Incomplete and Inaccurate Medical Records for Nutrition and UTI Evaluation
Penalty
Summary
The deficiency involves failures to maintain complete and accurate medical records for two residents. For one resident with neuropathy, sick sinus syndrome, dysphagia, congestive heart failure, urogenital implants, acute kidney failure, and anxiety disorder, the care plan identified potential for altered nutrition and ordered house supplements and diet per physician orders. A weight change note documented that this resident’s weight had decreased to 121 pounds, reflecting a 15.7% loss in 30 days and 10% in 90 days, and a frozen nutritional treat supplement twice daily with weekly weights was recommended and ordered. The MAR showed the frozen nutritional treats as started and consistently documented as 100% consumed twice daily. However, direct observation of a lunch meal showed that no frozen nutritional treat was on the resident’s tray, the meal ticket did not list the supplement, and the CNA confirmed it had not been provided.
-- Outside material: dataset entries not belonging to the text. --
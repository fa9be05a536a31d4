// This Source Code Form is subject to the terms of the Mozilla Public
// License, v. 2.0. If a copy of the MPL was not distributed with this
// file, You can obtain one at https://mozilla.org/MPL/2.0/.

//! Eshant Engine Server - manufacturability analysis over HTTP.
//!
//! Accepts STL, OBJ and 3MF uploads, computes geometry metrics (bounding
//! box, volume, area, mass, feature count, complexity, overhangs, wall
//! thickness) and caches them by content hash.
//!
//! # Endpoints
//!
//! - `GET /api/v1/health` - Health check
//! - `POST /api/v1/analyze` - Analyze an uploaded mesh (multipart `file`)
//! - `POST /api/v1/feasibility` - Feasibility verdict (query parameters)
//! - `GET /api/v1/cache/:key` - Retrieve a cached analysis

use anyhow::Context;
use axum::{
    extract::DefaultBodyLimit,
    http::{HeaderValue, Method},
    routing::{get, post},
    Router,
};
use eshant_processing::{FeasibilityChecker, GeometryPipeline, StubFeasibilityChecker};
use std::net::SocketAddr;
use std::sync::Arc;
use std::time::Duration;
use tower_http::{
    compression::CompressionLayer,
    cors::{AllowOrigin, Any, CorsLayer},
    timeout::TimeoutLayer,
    trace::TraceLayer,
};
use tracing_subscriber::EnvFilter;

mod config;
mod error;
mod routes;
mod services;
mod types;

use config::Config;
use routes::analyze::CONTENT_HASH_HEADER;
use services::DiskCache;

/// Application state shared across handlers.
#[derive(Clone)]
pub struct AppState {
    pub cache: Arc<DiskCache>,
    pub config: Arc<Config>,
    pub pipeline: Arc<GeometryPipeline>,
    pub feasibility: Arc<dyn FeasibilityChecker>,
}

impl AppState {
    pub async fn new(config: Config) -> Self {
        let cache = Arc::new(DiskCache::new(&config.cache_dir).await);
        Self {
            cache,
            config: Arc::new(config),
            pipeline: Arc::new(GeometryPipeline::new()),
            feasibility: Arc::new(StubFeasibilityChecker),
        }
    }
}

fn init_tracing(config: &Config) {
    let filter = EnvFilter::try_from_default_env()
        .unwrap_or_else(|_| EnvFilter::new("info,tower_http=debug,eshant_server=debug"));

    let builder = tracing_subscriber::fmt().with_env_filter(filter);
    if config.json_logs {
        builder.json().init();
    } else {
        builder.pretty().init();
    }
}

fn cors_layer(config: &Config) -> CorsLayer {
    if config.cors_permissive() {
        return CorsLayer::permissive();
    }

    let origins: Vec<HeaderValue> = config
        .cors_origins
        .iter()
        .filter_map(|origin| match HeaderValue::from_str(origin) {
            Ok(value) => Some(value),
            Err(e) => {
                tracing::warn!(origin = %origin, error = %e, "Ignoring invalid CORS origin");
                None
            }
        })
        .collect();

    CorsLayer::new()
        .allow_origin(AllowOrigin::list(origins))
        .allow_methods([Method::GET, Method::POST])
        .allow_headers(Any)
        .expose_headers([CONTENT_HASH_HEADER])
}

/// Build the application router with all routes and middleware.
pub fn build_router(state: AppState) -> Router {
    let config = state.config.clone();

    Router::new()
        // Root endpoint - API information
        .route("/", get(routes::health::info))
        // Health check
        .route("/api/v1/health", get(routes::health::check))
        // Analysis endpoints
        .route("/api/v1/analyze", post(routes::analyze::analyze))
        .route("/api/v1/feasibility", post(routes::feasibility::check))
        // Cache endpoints
        .route("/api/v1/cache/:key", get(routes::cache::get_cached))
        // Middleware
        .layer(DefaultBodyLimit::max(config.max_file_size_bytes()))
        .layer(CompressionLayer::new())
        .layer(TimeoutLayer::new(Duration::from_secs(
            config.request_timeout_secs,
        )))
        .layer(TraceLayer::new_for_http())
        .layer(cors_layer(&config))
        .with_state(state)
}

#[tokio::main]
async fn main() -> anyhow::Result<()> {
    let config = Config::from_env();
    init_tracing(&config);

    tracing::info!(
        port = config.port,
        cache_dir = %config.cache_dir,
        max_file_size_mb = config.max_file_size_mb,
        request_timeout_secs = config.request_timeout_secs,
        worker_threads = config.worker_threads,
        "Starting Eshant Engine Server"
    );

    // Analysis stages fan out on the global rayon pool
    rayon::ThreadPoolBuilder::new()
        .num_threads(config.worker_threads)
        .build_global()
        .context("Failed to initialize rayon thread pool")?;

    let port = config.port;
    let app = build_router(AppState::new(config).await);

    let addr = SocketAddr::from(([0, 0, 0, 0], port));
    tracing::info!("Listening on http://{}", addr);

    let listener = tokio::net::TcpListener::bind(addr)
        .await
        .with_context(|| format!("Failed to bind {}", addr))?;
    axum::serve(listener, app).await.context("Server error")?;

    Ok(())
}

#[cfg(test)]
mod tests;
//! Eshant Geometry Analysis
//!
//! Normalizes loaded part geometry into a single millimetre-scale mesh and
//! derives manufacturability metrics from it: feature count, overhangs,
//! wall thickness, complexity, volume, area and mass.

pub mod analysis;
pub mod complexity;
pub mod error;
pub mod mesh;
pub mod metrics;
pub mod normalize;
pub mod overhang;
pub mod thickness;
pub mod topology;

// Re-export nalgebra types for convenience
pub use nalgebra::{Point3, Vector3};

pub use analysis::{analyze, MeshAnalysis};
pub use complexity::complexity_index;
pub use error::{Error, Result};
pub use mesh::Mesh;
pub use metrics::{assemble, compute_metrics, BoundingBox, GeometryMetrics};
pub use normalize::{correct_units, merge_bodies, normalize, NormalizedMesh};
pub use overhang::{detect_overhangs, OverhangAnalysis};
pub use thickness::estimate_min_wall_thickness;
pub use topology::{count_features, UnionFind};
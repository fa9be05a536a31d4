use thiserror::Error;

/// Result type for geometry operations
pub type Result<T> = std::result::Result<T, Error>;

/// Errors that can occur while building or normalizing a mesh
#[derive(Error, Debug)]
pub enum Error {
    #[error("No geometry found in file")]
    NoGeometry,

    #[error("Empty mesh: {0}")]
    EmptyMesh(String),

    #[error("Vertex {vertex} has a non-finite coordinate")]
    NonFiniteVertex { vertex: usize },

    #[error("Triangle {triangle} references vertex {index} but mesh has {vertex_count} vertices")]
    IndexOutOfRange {
        triangle: usize,
        index: u32,
        vertex_count: usize,
    },
}
// This Source Code Form is subject to the terms of the Mozilla Public
// License, v. 2.0. If a copy of the MPL was not distributed with this
// file, You can obtain one at https://mozilla.org/MPL/2.0/.

//! Wavefront OBJ loading via `tobj`.

use std::path::Path;

use crate::error::Result;
use crate::raw::RawMesh;

/// Load every model in an OBJ file as a named raw mesh.
///
/// Polygons are triangulated and positions re-indexed to a single index
/// buffer; materials are not read.
pub fn load_obj_models(path: &Path) -> Result<Vec<(String, RawMesh)>> {
    let options = tobj::LoadOptions {
        triangulate: true,
        single_index: true,
        ..Default::default()
    };
    let (models, _materials) = tobj::load_obj(path, &options)?;

    let parts = models
        .into_iter()
        .map(|model| {
            let mesh = &model.mesh;
            let vertices = mesh
                .positions
                .chunks_exact(3)
                .map(|p| [p[0] as f64, p[1] as f64, p[2] as f64])
                .collect();
            let triangles = mesh
                .indices
                .chunks_exact(3)
                .map(|t| [t[0], t[1], t[2]])
                .collect();
            (model.name, RawMesh::from_parts(vertices, triangles))
        })
        .collect::<Vec<_>>();

    tracing::debug!(models = parts.len(), path = %path.display(), "Read OBJ");
    Ok(parts)
}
The RN who documented 100% intake of the frozen nutritional treat acknowledged making that entry, and the Dietary Director confirmed that frozen nutritional treats had not been sent to the resident during the month, demonstrating inaccurate documentation of supplement administration. For another resident with multiple sclerosis, refractory anemia, centrilobular emphysema, and mild persistent asthma, the medical record showed the resident was cognitively intact but totally dependent on staff for ADLs, had an indwelling catheter, and was occasionally incontinent of urine and always incontinent of bowel. The record documented a positive urine dipstick for leukocytes and/or nitrate, followed by two urine cultures that were reported as contaminated with more than three organisms and included lab instructions to follow up if clinically indicated. There was no documentation in the medical record of any follow-up, evaluation, or intervention related to the positive dipstick results, the contaminated cultures, or the resident’s reported abdominal pain, and no laboratory results for the positive dipstick were present in the chart. An LPN confirmed that no follow-up was completed and that there was no documentation addressing these findings, indicating incomplete and inaccurate medical records regarding possible infection.